What You Should Know:
COTA, Inc., an oncology real-world data and analytics company announced a partnership with Google Cloud to bring clarity to unstructured oncology data through the latest advancements in machine learning and natural language processing.
– Many leading real-world data companies – including COTA – leverage clinicians to manually curate oncology real-world data. While this is a reliable and trusted near-term solution to overcoming the challenges associated with abstracting and curating unstructured oncology data, it makes scaling this approach across vast amounts of data both time and resource intensive.
Why It Matters
While the vast majority of critical health data is now created and stored digitally, much of the information is still generated in an unstructured format. Free-text clinical notes and PDF documents remain largely invisible to algorithms that can mine structured data fields for key insights into patient care. As a result, clinicians and researchers may be unable to generate a complete picture of the patient’s journey and could miss opportunities to advance the standard of care and treatment options.

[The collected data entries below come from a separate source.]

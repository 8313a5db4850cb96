//! Clients for the optional user-management service: the permission
//! lookup run before a message is queued and the question log written after
//! each completed turn.

pub mod audit;
pub mod permission;

pub use audit::{AuditClient, AuditRecord, AuditSink};
pub use permission::{PermissionCheck, PermissionClient};
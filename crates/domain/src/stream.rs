use serde::{Deserialize, Deserializer, Serialize};
use std::fmt;
use std::pin::Pin;

/// A boxed async stream, used for backend streaming responses.
pub type BoxStream<'a, T> = Pin<Box<dyn futures_core::Stream<Item = T> + Send + 'a>>;

// ━━━━━━━━━━━━━━━━━━━━━━━━━━━━━━━━━━━━━━━━━━━━━━━━━━━━━━━━━━━━━━━━━━
// Event kind
// ━━━━━━━━━━━━━━━━━━━━━━━━━━━━━━━━━━━━━━━━━━━━━━━━━━━━━━━━━━━━━━━━━━

/// The `event` tag of a backend streaming record.
///
/// Unknown tags are kept verbatim in [`EventKind::Other`] so newer backend
/// versions never break decoding.
#[derive(Debug, Clone, PartialEq, Eq, Serialize, Deserialize)]
#[serde(from = "String", into = "String")]
pub enum EventKind {
    Message,
    AgentMessage,
    MessageEnd,
    MessageReplace,
    Error,
    WorkflowStarted,
    WorkflowFinished,
    NodeStarted,
    NodeFinished,
    Other(String),
}

impl EventKind {
    pub fn as_str(&self) -> &str {
        match self {
            Self::Message => "message",
            Self::AgentMessage => "agent_message",
            Self::MessageEnd => "message_end",
            Self::MessageReplace => "message_replace",
            Self::Error => "error",
            Self::WorkflowStarted => "workflow_started",
            Self::WorkflowFinished => "workflow_finished",
            Self::NodeStarted => "node_started",
            Self::NodeFinished => "node_finished",
            Self::Other(s) => s,
        }
    }

    /// `message_end` and `error` end a turn.
    pub fn is_terminal(&self) -> bool {
        matches!(self, Self::MessageEnd | Self::Error)
    }
}

impl From<String> for EventKind {
    fn from(s: String) -> Self {
        match s.as_str() {
            "message" => Self::Message,
            "agent_message" => Self::AgentMessage,
            "message_end" => Self::MessageEnd,
            "message_replace" => Self::MessageReplace,
            "error" => Self::Error,
            "workflow_started" => Self::WorkflowStarted,
            "workflow_finished" => Self::WorkflowFinished,
            "node_started" => Self::NodeStarted,
            "node_finished" => Self::NodeFinished,
            _ => Self::Other(s),
        }
    }
}

impl From<EventKind> for String {
    fn from(kind: EventKind) -> Self {
        match kind {
            EventKind::Other(s) => s,
            other => other.as_str().to_owned(),
        }
    }
}

impl fmt::Display for EventKind {
    fn fmt(&self, f: &mut fmt::Formatter<'_>) -> fmt::Result {
        f.write_str(self.as_str())
    }
}

// ━━━━━━━━━━━━━━━━━━━━━━━━━━━━━━━━━━━━━━━━━━━━━━━━━━━━━━━━━━━━━━━━━━
// Streaming event
// ━━━━━━━━━━━━━━━━━━━━━━━━━━━━━━━━━━━━━━━━━━━━━━━━━━━━━━━━━━━━━━━━━━

/// One decoded record from the backend's line-framed stream.
///
/// Only `event`, `answer` and `conversation_id` drive the pipeline; the rest
/// is carried for logging.
#[derive(Debug, Clone, Serialize, Deserialize)]
pub struct StreamingEvent {
    pub event: EventKind,
    #[serde(default, skip_serializing_if = "Option::is_none")]
    pub task_id: Option<String>,
    #[serde(default, skip_serializing_if = "Option::is_none")]
    pub workflow_run_id: Option<String>,
    #[serde(default, skip_serializing_if = "Option::is_none")]
    pub message_id: Option<String>,
    #[serde(default, deserialize_with = "null_as_default")]
    pub conversation_id: String,
    /// Answer fragment for `message` / `agent_message`.
    #[serde(default, deserialize_with = "null_as_default")]
    pub answer: String,
    /// Error text on `error` events.
    #[serde(default, skip_serializing_if = "Option::is_none")]
    pub message: Option<String>,
    #[serde(default, skip_serializing_if = "Option::is_none")]
    pub code: Option<String>,
    #[serde(default, skip_serializing_if = "serde_json::Value::is_null")]
    pub data: serde_json::Value,
    #[serde(default, skip_serializing_if = "serde_json::Value::is_null")]
    pub metadata: serde_json::Value,
    #[serde(default, deserialize_with = "null_as_default")]
    pub created_at: i64,
}

/// Explicit JSON `null` decodes like a missing field.
fn null_as_default<'de, D, T>(deserializer: D) -> Result<T, D::Error>
where
    D: Deserializer<'de>,
    T: Default + Deserialize<'de>,
{
    Option::<T>::deserialize(deserializer).map(Option::unwrap_or_default)
}

impl StreamingEvent {
    /// Build a bare event of the given kind.
    pub fn new(event: EventKind) -> Self {
        Self {
            event,
            task_id: None,
            workflow_run_id: None,
            message_id: None,
            conversation_id: String::new(),
            answer: String::new(),
            message: None,
            code: None,
            data: serde_json::Value::Null,
            metadata: serde_json::Value::Null,
            created_at: 0,
        }
    }

    /// A `message` event carrying one answer fragment.
    pub fn message(fragment: impl Into<String>) -> Self {
        Self {
            answer: fragment.into(),
            ..Self::new(EventKind::Message)
        }
    }

    /// A `message_end` event for the given conversation.
    pub fn message_end(conversation_id: impl Into<String>) -> Self {
        Self {
            conversation_id: conversation_id.into(),
            ..Self::new(EventKind::MessageEnd)
        }
    }

    /// An `error` event with the given message.
    pub fn error(message: impl Into<String>) -> Self {
        Self {
            message: Some(message.into()),
            ..Self::new(EventKind::Error)
        }
    }

    /// Best available description of an `error` event.
    pub fn error_text(&self) -> String {
        match (&self.code, &self.message) {
            (Some(code), Some(msg)) => format!("{code}: {msg}"),
            (None, Some(msg)) => msg.clone(),
            (Some(code), None) => code.clone(),
            (None, None) => "backend reported an error".into(),
        }
    }
}
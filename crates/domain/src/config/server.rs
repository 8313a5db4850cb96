use serde::{Deserialize, Serialize};

// ━━━━━━━━━━━━━━━━━━━━━━━━━━━━━━━━━━━━━━━━━━━━━━━━━━━━━━━━━━━━━━━━━━
// Server
// ━━━━━━━━━━━━━━━━━━━━━━━━━━━━━━━━━━━━━━━━━━━━━━━━━━━━━━━━━━━━━━━━━━

#[derive(Debug, Clone, Serialize, Deserialize)]
pub struct ServerConfig {
    #[serde(default = "d_8088")]
    pub port: u16,
    #[serde(default = "d_host")]
    pub host: String,
    #[serde(default)]
    pub cors: CorsConfig,
    /// Environment variable holding the API bearer token for protected endpoints.
    /// If the env var is set and non-empty, `/v1/inbound`, `/v1/chat` and
    /// `/v1/sessions/*` require `Authorization: Bearer <token>`.
    /// If unset, the server logs a warning and allows unauthenticated access.
    #[serde(default = "d_api_token_env")]
    pub api_token_env: String,
    /// Per-IP token-bucket rate limiting configuration.
    /// When `None` (the default), rate limiting is disabled.
    #[serde(default)]
    pub rate_limit: Option<RateLimitConfig>,
    /// Upper bound on concurrently served HTTP requests.
    #[serde(default = "d_max_concurrent")]
    pub max_concurrent_requests: usize,
}

impl Default for ServerConfig {
    fn default() -> Self {
        Self {
            port: 8088,
            host: "127.0.0.1".into(),
            cors: CorsConfig::default(),
            api_token_env: d_api_token_env(),
            rate_limit: None,
            max_concurrent_requests: d_max_concurrent(),
        }
    }
}

/// Per-IP token-bucket rate limiting configuration.
///
/// `requests_per_second` controls the replenishment rate, while `burst_size`
/// sets the maximum number of requests a single IP can send in a quick burst
/// before being throttled.
#[derive(Debug, Clone, Serialize, Deserialize)]
pub struct RateLimitConfig {
    pub requests_per_second: u64,
    pub burst_size: u32,
}

#[derive(Debug, Clone, Serialize, Deserialize)]
pub struct CorsConfig {
    /// Origins allowed for CORS. Use `["*"]` for permissive (NOT recommended).
    /// Defaults to localhost-only.
    #[serde(default = "d_cors_origins")]
    pub allowed_origins: Vec<String>,
}

impl Default for CorsConfig {
    fn default() -> Self {
        Self {
            allowed_origins: d_cors_origins(),
        }
    }
}

// ── serde default helpers ───────────────────────────────────────────

fn d_8088() -> u16 {
    8088
}
fn d_host() -> String {
    "127.0.0.1".into()
}
fn d_cors_origins() -> Vec<String> {
    vec![
        "http://localhost:*".into(),
        "http://127.0.0.1:*".into(),
    ]
}
fn d_api_token_env() -> String {
    "SR_API_TOKEN".into()
}
fn d_max_concurrent() -> usize {
    256
}

// ━━━━━━━━━━━━━━━━━━━━━━━━━━━━━━━━━━━━━━━━━━━━━━━━━━━━━━━━━━━━━━━━━━
// Tests
// ━━━━━━━━━━━━━━━━━━━━━━━━━━━━━━━━━━━━━━━━━━━━━━━━━━━━━━━━━━━━━━━━━━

In collaboration with Google Cloud, COTA will look to augment manual, human-led abstraction with technology-first abstraction and curation best practices. This approach will, over time, provide access to even more advanced data elements that may be buried in unstructured notes. For example, next-generation genomic sequencing is becoming particularly important for personalizing cancer care. However, the reports providers receive from the genetic testing labs are often in a PDF format. Traditional tools like optical character recognition (OCR) can’t accurately “read” the text in these PDF images, so this data often goes unused today.
“We are collaborating with COTA to build a series of new natural language processing models tailored specifically to unstructured oncology data, including emerging data such as genomic sequencing,” said Shweta Maniar, Director of Life Sciences Industry Solutions at Google Cloud. “By training these algorithms specifically on oncology information, we will partner with COTA in generating a much more complete understanding of what is happening in the cancer care setting and how a patient’s unique clinical history may impact their response to treatment.”